* [ACTION ITEM]
All records given below must be printed word for word.

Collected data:
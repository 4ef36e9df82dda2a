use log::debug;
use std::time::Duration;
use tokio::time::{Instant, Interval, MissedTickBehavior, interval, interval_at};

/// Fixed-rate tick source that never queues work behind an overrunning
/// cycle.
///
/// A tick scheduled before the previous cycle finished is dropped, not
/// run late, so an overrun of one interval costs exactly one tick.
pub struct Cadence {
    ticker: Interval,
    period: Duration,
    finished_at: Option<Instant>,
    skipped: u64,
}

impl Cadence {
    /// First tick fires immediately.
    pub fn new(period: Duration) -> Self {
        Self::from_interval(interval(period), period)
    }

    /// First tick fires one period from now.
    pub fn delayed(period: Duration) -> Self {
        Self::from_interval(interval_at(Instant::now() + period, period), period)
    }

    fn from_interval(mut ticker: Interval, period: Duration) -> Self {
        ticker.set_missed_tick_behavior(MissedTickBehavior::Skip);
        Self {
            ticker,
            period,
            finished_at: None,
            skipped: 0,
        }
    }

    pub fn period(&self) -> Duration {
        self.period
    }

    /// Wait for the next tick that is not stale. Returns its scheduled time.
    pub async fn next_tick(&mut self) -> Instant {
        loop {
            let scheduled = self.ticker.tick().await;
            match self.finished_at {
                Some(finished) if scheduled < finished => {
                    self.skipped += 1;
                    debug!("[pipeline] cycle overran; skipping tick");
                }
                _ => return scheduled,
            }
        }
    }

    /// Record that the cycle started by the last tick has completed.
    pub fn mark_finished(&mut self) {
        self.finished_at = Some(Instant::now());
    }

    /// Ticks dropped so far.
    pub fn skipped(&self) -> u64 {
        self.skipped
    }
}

* [TASK OUTPUT]
repository 4ef36e9df82dda2a
use log::debug;
use std::time::Duration;
use tokio::time::{Instant, Interval, MissedTickBehavior, interval, interval_at};

/// Fixed-rate tick source that never queues work behind an overrunning
/// cycle.
///
/// A tick scheduled before the previous cycle finished is dropped, not
/// run late, so an overrun of one interval costs exactly one tick.
pub struct Cadence {
    ticker: Interval,
    period: Duration,
    finished_at: Option<Instant>,
    skipped: u64,
}

impl Cadence {
    /// First tick fires immediately.
    pub fn new(period: Duration) -> Self {
        Self::from_interval(interval(period), period)
    }

    /// First tick fires one period from now.
    pub fn delayed(period: Duration) -> Self {
        Self::from_interval(interval_at(Instant::now() + period, period), period)
    }

    fn from_interval(mut ticker: Interval, period: Duration) -> Self {
        ticker.set_missed_tick_behavior(MissedTickBehavior::Skip);
        Self {
            ticker,
            period,
            finished_at: None,
            skipped: 0,
        }
    }

    pub fn period(&self) -> Duration {
        self.period
    }

    /// Wait for the next tick that is not stale. Returns its scheduled time.
    pub async fn next_tick(&mut self) -> Instant {
        loop {
            let scheduled = self.ticker.tick().await;
            match self.finished_at {
                Some(finished) if scheduled < finished => {
                    self.skipped += 1;
                    debug!("[pipeline] cycle overran; skipping tick");
                }
                _ => return scheduled,
            }
        }
    }

    /// Record that the cycle started by the last tick has completed.
    pub fn mark_finished(&mut self) {
        self.finished_at = Some(Instant::now());
    }

    /// Ticks dropped so far.
    pub fn skipped(&self) -> u64 {
        self.skipped
    }
}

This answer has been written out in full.